Je n'ai jamais vraiment adhéré à l'histoire du « boire pour gérer le stress » dans sa version simple. Le stress pousserait vers l'alcool. D'accord, mais par quel mécanisme ? Ça, personne ne le dit. Une nouvelle étude, bâtie sur des check-ins en temps réel, complique encore le tableau : sur le moment, l'affect négatif fait plutôt baisser la probabilité de boire. Ce qui prend le dessus, c'est l'impulsivité.

Ce qu'ils ont fait

366 jeunes adultes (64 % de femmes), tous avec au moins un épisode de binge drinking dans le mois précédent. Pendant 14 jours, ils ont répondu à des enquêtes EMA (ecological momentary assessment) : de brefs check-ins envoyés sur le téléphone, environ 5 fois par jour. Chacun notait l'humeur du moment, les tendances impulsives et la consommation récente.

Au départ, il y avait aussi un questionnaire plus long sur les habitudes de consommation. Les chercheurs en ont tiré une LPA (analyse de profils latents), une méthode qui laisse les regroupements émerger des données au lieu de ranger les gens dans des cases décidées d'avance. Des modèles multiniveaux ont ensuite testé comment l'humeur et l'impulsivité du moment prédisaient la consommation. D'abord sur l'échantillon entier, puis profil par profil.

Ce qu'ils ont trouvé

Trois profils distincts :

  • Binge drinkers légers
  • Binge drinkers modérés
  • Binge drinkers intenses

Tout le monde dans l'étude avait connu au moins un épisode de binge drinking dans le mois. On regarde donc la variation à l'intérieur d'une population déjà à risque, pas un échantillon général.

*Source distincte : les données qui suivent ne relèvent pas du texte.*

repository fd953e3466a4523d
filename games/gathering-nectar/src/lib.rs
use wasm_bindgen::prelude::*;
use meadow_engine::*;

mod bee;
mod flowers;
mod game;
mod hud;
mod input;
mod scenery;
mod session;
mod tuning;
use game::NectarGame;

meadow_web::export_game!(NectarGame, "gathering-nectar");

/// Current HUD text and overlay as JSON. Poll `get_hud_revision` to skip unchanged frames.
#[wasm_bindgen]
pub fn get_hud_json() -> String {
    with_runner(|r| r.game().hud_json().to_string())
}

#[wasm_bindgen]
pub fn get_hud_revision() -> u32 {
    with_runner(|r| r.game().hud_revision())
}
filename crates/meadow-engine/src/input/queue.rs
/// Input event types the engine understands.
/// Generic — no game-specific semantics.
#[derive(Debug, Clone, Copy, PartialEq)]
pub enum InputEvent {
    /// A touch/click began at viewport pixel coordinates (x right, y down).
    PointerDown { x: f32, y: f32 },
    /// A touch/click ended at viewport pixel coordinates.
    PointerUp { x: f32, y: f32 },
    /// A touch/cursor moved to viewport pixel coordinates.
    PointerMove { x: f32, y: f32 },
    /// A key was pressed (DOM `keyCode`). Auto-repeat presses arrive as well.
    KeyDown { key_code: u32 },
    /// A key was released.
    KeyUp { key_code: u32 },
    /// A custom event from the UI layer (on-screen buttons, etc.).
    /// `kind` identifies the event type; `a`, `b`, `c` carry arbitrary data.
    Custom { kind: u32, a: f32, b: f32, c: f32 },
}

/// A queue of input events.
/// JS writes events into the queue between frames; the next tick reads them.
pub struct InputQueue {
    events: Vec<InputEvent>,
}

impl InputQueue {
    pub fn new() -> Self {
        Self {
            events: Vec::with_capacity(32),
        }
    }

    /// Push a new input event (called from JS via wasm-bindgen).
    pub fn push(&mut self, event: InputEvent) {
        self.events.push(event);
    }

    /// Iterate over pending events in arrival order without consuming them.
    pub fn iter(&self) -> impl Iterator<Item = &InputEvent> {
        self.events.iter()
    }

    /// Drop all pending events.
    pub fn clear(&mut self) {
        self.events.clear();
    }

    pub fn is_empty(&self) -> bool {
        self.events.is_empty()
    }

    pub fn len(&self) -> usize {
        self.events.len()
    }
}

impl Default for InputQueue {
    fn default() -> Self {
        Self::new()
    }
}
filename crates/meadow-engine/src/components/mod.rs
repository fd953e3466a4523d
pub mod entity;
pub mod visual;
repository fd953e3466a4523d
use std::error::Error;

use meadow_engine::*;

use crate::bee::{LEFT_WING_OFFSET, RIGHT_WING_OFFSET};
use crate::hud::{display_seconds, Hud};
use crate::input::{InputMode, JoystickLayout};
use crate::scenery::{PropKind, PROPS};
use crate::session::{GameSession, Phase};
use crate::tuning::Tuning;

// Mesh ids (mirrored by the renderer)
pub const MESH_GROUND: MeshId = MeshId(0);
pub const MESH_HILL: MeshId = MeshId(1);
pub const MESH_TREE: MeshId = MeshId(2);
pub const MESH_FLOWER: MeshId = MeshId(3);
pub const MESH_BEE: MeshId = MeshId(4);
pub const MESH_WING: MeshId = MeshId(5);

/// Published instance capacity. Bounds the meadow size a tuning may ask for.
pub const MAX_INSTANCES: usize = 64;

// Game event kinds (Rust → host)
pub const EVENT_NECTAR: f32 = 1.0;
pub const EVENT_TIME: f32 = 2.0;
pub const EVENT_LIVES: f32 = 3.0;
pub const EVENT_PHASE: f32 = 4.0;

/// Last values sent as game events.
#[derive(Debug, Clone, Copy, PartialEq)]
struct Published {
    nectar: u32,
    seconds: u32,
    lives: u32,
    phase: Phase,
}

pub struct NectarGame {
    session: GameSession,
    hud: Hud,
    published: Option<Published>,
    bee: Option<EntityId>,
    wings: Option<[EntityId; 2]>,
    flowers: Vec<EntityId>,
}

impl NectarGame {
    pub fn new() -> Self {
        Self::with_tuning(Tuning::default())
    }

    pub fn with_tuning(tuning: Tuning) -> Self {
        Self {
            session: GameSession::new(tuning, InputMode::Keyboard),
            hud: Hud::new(),
            published: None,
            bee: None,
            wings: None,
            flowers: Vec::new(),
        }
    }

    pub fn hud_json(&self) -> &str {
        self.hud.json()
    }

    pub fn hud_revision(&self) -> u32 {
        self.hud.revision()
    }

    /// Rebuild the scene from the session: scenery, flowers, bee and wings.
    fn spawn_level(&mut self, ctx: &mut EngineContext) {
        ctx.scene.clear();

        for prop in PROPS.iter() {
            let (tag, mesh) = match prop.kind {
                PropKind::Ground => ("ground", MESH_GROUND),
                PropKind::Hill => ("hill", MESH_HILL),
                PropKind::Tree => ("tree", MESH_TREE),
            };
            let id = ctx.next_id();
            ctx.scene.spawn(
                Entity::new(id)
                    .with_tag(tag)
                    .with_pos(prop.position)
                    .with_scale(prop.size)
                    .with_visual(Visual::new(mesh)),
            );
        }

        self.flowers.clear();
        for flower in self.session.meadow().flowers() {
            let id = ctx.next_id();
            ctx.scene.spawn(
                Entity::new(id)
                    .with_tag("flower")
                    .with_pos(flower.position)
                    .with_heading(flower.heading)
                    .with_visual(Visual::new(MESH_FLOWER).with_variant(flower.variant)),
            );
            self.flowers.push(id);
        }

        let bee = ctx.next_id();
        ctx.scene.spawn(Entity::new(bee).with_tag("bee").with_visual(Visual::new(MESH_BEE)));
        let mut wings = [bee; 2];
        for (slot, variant) in wings.iter_mut().zip([0, 1]) {
            *slot = ctx.next_id();
            ctx.scene.spawn(
                Entity::new(*slot)
                    .with_tag("wing")
                    .with_visual(Visual::new(MESH_WING).with_variant(variant)),
            );
        }
        self.bee = Some(bee);
        self.wings = Some(wings);

        self.sync_scene(ctx);
        self.published = None;
        self.hud.refresh(self.session.state(), self.session.tuning());
    }

    /// Copy session state onto the scene entities.
    fn sync_scene(&self, ctx: &mut EngineContext) {
        let bee = self.session.bee();
        if let Some(entity) = self.bee.and_then(|id| ctx.scene.get_mut(id)) {
            entity.pos = bee.position;
            entity.heading = bee.heading;
        }

        if let Some(wings) = self.wings {
            let (left, right) = bee.wing_tilts(&self.session.tuning().bee);
            let placements = [(LEFT_WING_OFFSET, left), (RIGHT_WING_OFFSET, right)];
            for (id, (offset, tilt)) in wings.into_iter().zip(placements) {
                if let Some(entity) = ctx.scene.get_mut(id) {
                    entity.pos = bee.local_to_world(offset);
                    entity.heading = bee.heading;
                    if let Some(visual) = entity.visual.as_mut() {
                        visual.param = tilt;
                    }
                }
            }
        }

        for (id, flower) in self.flowers.iter().zip(self.session.meadow().flowers()) {
            if let Some(visual) = ctx.scene.get_mut(*id).and_then(|e| e.visual.as_mut()) {
                visual.param = flower.look().param();
            }
        }
    }

    /// Emit an event for each HUD value that changed, then refresh the HUD.
    fn publish_state(&mut self, ctx: &mut EngineContext) {
        let state = self.session.state();
        let now = Published {
            nectar: state.nectar_collected,
            seconds: display_seconds(state.time_remaining),
            lives: state.lives,
            phase: state.phase,
        };
        let last = self.published;
        let changed = |f: fn(&Published) -> f32| last.map_or(true, |l| f(&l) != f(&now));

        if changed(|p| p.nectar as f32) {
            ctx.emit_event(GameEvent::scalar(EVENT_NECTAR, now.nectar as f32));
        }
        if changed(|p| p.seconds as f32) {
            ctx.emit_event(GameEvent::scalar(EVENT_TIME, now.seconds as f32));
        }
        if changed(|p| p.lives as f32) {
            ctx.emit_event(GameEvent::scalar(EVENT_LIVES, now.lives as f32));
        }
        if changed(|p| p.phase.code()) {
            ctx.emit_event(GameEvent::scalar(EVENT_PHASE, now.phase.code()));
        }
        self.published = Some(now);

        self.hud.refresh(self.session.state(), self.session.tuning());
    }

    fn log_transition(&self, phase: Phase) {
        let state = self.session.state();
        match phase {
            Phase::LevelComplete => log::info!(
                "level complete: {}/{} nectar with {}s left",
                state.nectar_collected,
                state.target_nectar,
                display_seconds(state.time_remaining)
            ),
            Phase::LevelFailed => log::info!(
                "level failed: {}/{} nectar, {} lives left",
                state.nectar_collected,
                state.target_nectar,
                state.lives
            ),
            Phase::GameOver => log::info!(
                "game over: {}/{} nectar",
                state.nectar_collected,
                state.target_nectar
            ),
            Phase::Idle | Phase::Running => {}
        }
    }
}

impl Default for NectarGame {
    fn default() -> Self {
        Self::new()
    }
}

impl Game for NectarGame {
    fn config(&self) -> GameConfig {
        GameConfig {
            max_instances: MAX_INSTANCES,
            max_batches: 8,
            max_events: 64,
            ..GameConfig::default()
        }
    }

    fn init(&mut self, ctx: &mut EngineContext) {
        let mode = if ctx.touch_device { InputMode::Touch } else { InputMode::Keyboard };
        self.session = GameSession::new(self.session.tuning().clone(), mode);
        self.spawn_level(ctx);
    }

    fn update(&mut self, ctx: &mut EngineContext, input: &InputQueue) {
        let joystick = JoystickLayout::new(&self.session.tuning().touch, ctx.camera.viewport_height);
        let report = self.session.step(ctx.dt, input, &joystick);

        if report.started {
            let state = self.session.state();
            log::info!(
                "level started: {} nectar in {}s, {} lives",
                state.target_nectar,
                display_seconds(state.time_remaining),
                state.lives
            );
        }
        if let Some(phase) = report.transition {
            self.log_transition(phase);
        }

        self.sync_scene(ctx);
        self.publish_state(ctx);
    }

    fn load_config(&mut self, ctx: &mut EngineContext, json: &str) -> Result<(), Box<dyn Error>> {
        let tuning = Tuning::from_json(json)?;
        self.session.retune(tuning)?;
        self.spawn_level(ctx);
        log::info!(
            "tuning applied: {} flowers, target {}",
            self.session.meadow().flowers().len(),
            self.session.state().target_nectar
        );
        Ok(())
    }
}

#[cfg(test)]
mod tests {
    use super::*;
    use approx::assert_abs_diff_eq;

    const KEY_SPACE: u32 = 32;
    const KEY_W: u32 = 87;

    fn started() -> (NectarGame, EngineContext) {
        let mut game = NectarGame::new();
        let mut ctx = EngineContext::from_config(&game.config());
        game.init(&mut ctx);
        (game, ctx)
    }

    fn press(key_code: u32) -> InputQueue {
        let mut queue = InputQueue::new();
        queue.push(InputEvent::KeyDown { key_code });
        queue
    }

    fn events_of(ctx: &EngineContext, kind: f32) -> Vec<f32> {
        ctx.events.iter().filter(|e| e.kind == kind).map(|e| e.a).collect()
    }

    #[test]
    fn init_spawns_the_level() {
        let (game, ctx) = started();
        assert_eq!(ctx.scene.find_all_by_tag("flower").len(), 15);
        assert_eq!(ctx.scene.find_all_by_tag("hill").len(), 3);
        assert_eq!(ctx.scene.find_all_by_tag("tree").len(), 3);
        assert_eq!(ctx.scene.find_all_by_tag("wing").len(), 2);
        assert_eq!(ctx.scene.len(), 7 + 15 + 3);

        let bee = ctx.scene.find_by_tag("bee").unwrap();
        assert_eq!(bee.pos, glam::Vec3::new(0.0, 2.0, 0.0));
        assert_eq!(game.session.state().phase, Phase::Idle);
        assert!(game.hud_json().contains("Level 1: Gathering Nectar"));
    }

    #[test]
    fn touch_device_selects_touch_mode() {
        let mut game = NectarGame::new();
        let mut ctx = EngineContext::new();
        ctx.touch_device = true;
        game.init(&mut ctx);
        assert_eq!(game.session.state().input_mode, InputMode::Touch);
        assert!(game.hud_json().contains("Tap anywhere to start!"));
    }

    #[test]
    fn space_starts_and_events_follow() {
        let (mut game, mut ctx) = started();
        game.update(&mut ctx, &press(KEY_SPACE));
        assert_eq!(game.session.state().phase, Phase::Running);
        // First update publishes every value
        assert_eq!(events_of(&ctx, EVENT_PHASE), vec![Phase::Running.code()]);
        assert_eq!(events_of(&ctx, EVENT_NECTAR), vec![0.0]);
        assert_eq!(events_of(&ctx, EVENT_LIVES), vec![3.0]);
        assert_eq!(events_of(&ctx, EVENT_TIME), vec![120.0]);

        ctx.clear_frame_data();
        game.update(&mut ctx, &InputQueue::new());
        // Still within the 120th second: nothing changed
        assert!(ctx.events.is_empty());
    }

    #[test]
    fn flying_moves_bee_and_wings_together() {
        let (mut game, mut ctx) = started();
        game.update(&mut ctx, &press(KEY_SPACE));
        game.update(&mut ctx, &press(KEY_W));
        for _ in 0..59 {
            game.update(&mut ctx, &InputQueue::new());
        }

        let bee = ctx.scene.find_by_tag("bee").unwrap().pos;
        assert_abs_diff_eq!(bee.z, 9.0, epsilon = 1e-3);
        for wing in ctx.scene.find_all_by_tag("wing") {
            assert_abs_diff_eq!(wing.pos.y, bee.y + 0.3, epsilon = 1e-4);
            assert_abs_diff_eq!(wing.pos.z, bee.z, epsilon = 1e-4);
        }
    }

    #[test]
    fn flower_params_track_collection() {
        let (mut game, mut ctx) = started();
        game.update(&mut ctx, &press(KEY_SPACE));
        let flower = game.session.meadow().flowers()[0].position;
        let id = game.flowers[0];

        // Hover over the first flower: highlighted, not yet collected
        game.session.bee_mut().position = flower + glam::Vec3::Y;
        game.update(&mut ctx, &InputQueue::new());
        let param = ctx.scene.get(id).and_then(|e| e.visual.as_ref()).map(|v| v.param);
        assert_eq!(param, Some(crate::flowers::FlowerLook::InRange.param()));

        game.update(&mut ctx, &press(KEY_SPACE));
        let param = ctx.scene.get(id).and_then(|e| e.visual.as_ref()).map(|v| v.param);
        assert_eq!(param, Some(crate::flowers::FlowerLook::Depleted.param()));
        assert_eq!(game.session.state().nectar_collected, 1);
    }

    #[test]
    fn render_buffer_batches_by_mesh() {
        let (_, ctx) = started();
        let mut buffer = RenderBuffer::new();
        build_render_buffer(ctx.scene.iter(), &mut buffer);
        assert_eq!(buffer.instances.len(), 25);
        assert_eq!(buffer.batches.len(), 6);
        assert_eq!(buffer.batches[MESH_FLOWER.0 as usize].count, 15.0);
    }

    #[test]
    fn config_is_refused_while_running() {
        let (mut game, mut ctx) = started();
        game.update(&mut ctx, &press(KEY_SPACE));
        assert!(game.load_config(&mut ctx, r#"{ "meadow": { "flower_count": 20 } }"#).is_err());
        assert_eq!(ctx.scene.find_all_by_tag("flower").len(), 15);
    }

    #[test]
    fn config_rebuilds_the_level_when_idle() {
        let (mut game, mut ctx) = started();
        game.load_config(&mut ctx, r#"{ "meadow": { "flower_count": 20 }, "level": { "duration": 45 } }"#)
            .unwrap();
        assert_eq!(ctx.scene.find_all_by_tag("flower").len(), 20);
        assert_eq!(ctx.scene.find_all_by_tag("bee").len(), 1);
        assert_eq!(game.session.state().time_remaining, 45.0);

        assert!(game.load_config(&mut ctx, "not json").is_err());
        assert_eq!(ctx.scene.find_all_by_tag("flower").len(), 20);
    }

    #[test]
    fn largest_meadow_still_publishes_the_bee() {
        let (mut game, mut ctx) = started();
        let json = format!(r#"{{ "meadow": {{ "flower_count": {} }} }}"#, crate::tuning::MAX_FLOWERS);
        game.load_config(&mut ctx, &json).unwrap();

        let mut buffer = RenderBuffer::new();
        build_render_buffer(ctx.scene.iter(), &mut buffer);
        assert_eq!(buffer.instances.len(), MAX_INSTANCES);
        let bee = &buffer.batches[MESH_BEE.0 as usize];
        let wings = &buffer.batches[MESH_WING.0 as usize];
        assert_eq!(bee.count, 1.0);
        assert_eq!(wings.start + wings.count, MAX_INSTANCES as f32);

        assert!(game.load_config(&mut ctx, r#"{ "meadow": { "flower_count": 60 } }"#).is_err());
        assert_eq!(ctx.scene.find_all_by_tag("flower").len(), crate::tuning::MAX_FLOWERS as usize);
    }
}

Léger/modéré. Dans ces deux groupes, l'affect négatif du moment prédisait une probabilité plus faible de boire à cet instant précis. Deux facettes de l'impulsivité tiraient dans l'autre sens : l'urgence (agir sous le coup d'émotions fortes) et la recherche de sensations (courir après la nouveauté) faisaient monter la probabilité de boire. Elles jouaient aussi un rôle de médiateur, en effaçant l'effet modérateur de la mauvaise humeur. Sentiments négatifs et forte impulsivité au même moment : le frein saute.

Intense. Autre mécanique. Seul l'affect négatif restait un prédicteur significatif, toujours dans le sens d'une consommation réduite. Les facettes de l'impulsivité qui poussaient à boire ailleurs perdaient toute signification. L'étude n'explique pas pourquoi. Apparemment, les moteurs psychologiques du binge drinking intense diffèrent assez pour que les mêmes leviers ne prennent plus.

Ce que ça signifie

Que le stress fasse baisser la consommation sur le moment surprend moins qu'il n'y paraît. Une mauvaise humeur inhibe beaucoup de comportements : aller se chercher un verre demande de l'activation, et quand on est déjà lessivé, elle manque. L'urgence et la recherche de sensations fournissent exactement ça, de la force émotionnelle et une direction où la mettre. Ensemble, elles passent au-dessus de l'humeur qui te retenait.

La division en profils est le résultat qui m'intéresse le plus. Chez les binge drinkers légers et modérés, le levier principal, c'est l'impulsivité. Et l'impulsivité bouge. Tu es plus impulsif quand tu es fatigué, excité, ou entouré de certaines personnes. Les auteurs parlent d'interventions adaptatives just-in-time : un soutien qui arrive pile au moment du risque. Pour ce groupe, ça colle. Chez les binge drinkers intenses, la dynamique est assez différente pour que ces mêmes approches ne tiennent probablement pas ; les auteurs suggèrent plutôt l'entretien motivationnel et la TCC (thérapie cognitivo-comportementale), ce qui se tient si les schémas sont plus ancrés.

Une réserve : tout le monde dans cette étude avait fait un binge drinking dans le mois passé. Rien ne dit que ces mécanismes valent pour les buveurs plus légers, ceux qui ne pratiquent pas le binge drinking.